[Saved data entries]
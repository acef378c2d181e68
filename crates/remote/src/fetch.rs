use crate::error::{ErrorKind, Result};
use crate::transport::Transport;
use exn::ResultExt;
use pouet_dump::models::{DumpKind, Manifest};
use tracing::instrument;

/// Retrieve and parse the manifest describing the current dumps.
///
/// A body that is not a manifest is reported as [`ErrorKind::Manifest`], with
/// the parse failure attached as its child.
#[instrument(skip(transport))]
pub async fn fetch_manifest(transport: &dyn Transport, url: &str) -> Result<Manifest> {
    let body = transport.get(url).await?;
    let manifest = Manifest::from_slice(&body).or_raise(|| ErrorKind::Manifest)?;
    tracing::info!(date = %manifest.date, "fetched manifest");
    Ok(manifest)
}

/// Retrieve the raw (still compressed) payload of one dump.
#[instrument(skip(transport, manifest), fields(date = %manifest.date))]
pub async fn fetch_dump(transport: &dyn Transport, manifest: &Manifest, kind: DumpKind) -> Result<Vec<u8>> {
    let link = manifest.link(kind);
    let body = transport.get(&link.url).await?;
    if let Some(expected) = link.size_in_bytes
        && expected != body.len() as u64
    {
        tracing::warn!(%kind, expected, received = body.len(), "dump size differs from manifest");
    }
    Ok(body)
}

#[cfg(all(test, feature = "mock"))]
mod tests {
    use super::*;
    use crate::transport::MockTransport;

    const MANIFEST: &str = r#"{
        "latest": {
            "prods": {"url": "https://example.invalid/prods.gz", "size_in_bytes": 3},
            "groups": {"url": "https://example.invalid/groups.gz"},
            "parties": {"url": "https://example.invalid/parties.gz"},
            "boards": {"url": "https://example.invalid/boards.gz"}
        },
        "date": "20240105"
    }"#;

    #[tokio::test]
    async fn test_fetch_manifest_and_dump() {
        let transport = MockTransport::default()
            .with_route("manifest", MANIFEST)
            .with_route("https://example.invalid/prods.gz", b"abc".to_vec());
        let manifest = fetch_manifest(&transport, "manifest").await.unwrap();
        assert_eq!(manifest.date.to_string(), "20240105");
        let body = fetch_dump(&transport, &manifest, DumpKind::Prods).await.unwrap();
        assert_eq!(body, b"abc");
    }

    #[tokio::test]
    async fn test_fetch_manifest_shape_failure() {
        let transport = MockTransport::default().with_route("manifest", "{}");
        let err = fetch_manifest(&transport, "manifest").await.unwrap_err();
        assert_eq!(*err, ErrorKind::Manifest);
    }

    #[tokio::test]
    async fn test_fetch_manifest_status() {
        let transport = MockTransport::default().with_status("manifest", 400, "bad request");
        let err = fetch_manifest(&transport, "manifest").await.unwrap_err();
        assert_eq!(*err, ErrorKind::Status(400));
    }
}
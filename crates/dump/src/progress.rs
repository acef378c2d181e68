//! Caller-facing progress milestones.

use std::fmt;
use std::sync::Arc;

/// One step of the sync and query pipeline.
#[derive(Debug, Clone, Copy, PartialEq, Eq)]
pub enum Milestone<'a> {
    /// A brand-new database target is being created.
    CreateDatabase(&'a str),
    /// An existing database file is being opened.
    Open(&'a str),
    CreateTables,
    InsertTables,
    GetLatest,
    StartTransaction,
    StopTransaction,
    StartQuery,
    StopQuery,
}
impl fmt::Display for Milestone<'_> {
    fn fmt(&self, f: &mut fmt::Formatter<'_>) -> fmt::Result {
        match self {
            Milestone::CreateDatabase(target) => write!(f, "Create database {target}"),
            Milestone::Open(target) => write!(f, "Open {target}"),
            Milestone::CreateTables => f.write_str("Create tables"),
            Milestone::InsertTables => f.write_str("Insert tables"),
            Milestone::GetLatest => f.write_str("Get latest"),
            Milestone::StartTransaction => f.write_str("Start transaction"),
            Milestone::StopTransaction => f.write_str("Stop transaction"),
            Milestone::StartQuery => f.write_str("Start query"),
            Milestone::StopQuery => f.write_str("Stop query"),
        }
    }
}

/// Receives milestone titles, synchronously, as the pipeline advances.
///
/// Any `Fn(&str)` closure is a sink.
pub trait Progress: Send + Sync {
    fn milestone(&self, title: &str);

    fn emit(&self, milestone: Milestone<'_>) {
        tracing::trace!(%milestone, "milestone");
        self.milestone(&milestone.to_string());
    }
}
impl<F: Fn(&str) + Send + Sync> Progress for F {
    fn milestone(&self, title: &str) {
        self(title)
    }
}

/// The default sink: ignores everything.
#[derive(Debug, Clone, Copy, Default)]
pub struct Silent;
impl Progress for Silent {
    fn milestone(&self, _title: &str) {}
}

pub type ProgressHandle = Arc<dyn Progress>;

[Your task] Beginning at the top of the records above, transcribe each line exactly up to and including the line that holds "#[instrument(skip(transport))]".

[Response for this exercise]
repository acef378c2d181e68
filename crates/remote/src/fetch.rs
use crate::error::{ErrorKind, Result};
use crate::transport::Transport;
use exn::ResultExt;
use pouet_dump::models::{DumpKind, Manifest};
use tracing::instrument;

/// Retrieve and parse the manifest describing the current dumps.
///
/// A body that is not a manifest is reported as [`ErrorKind::Manifest`], with
/// the parse failure attached as its child.
#[instrument(skip(transport))]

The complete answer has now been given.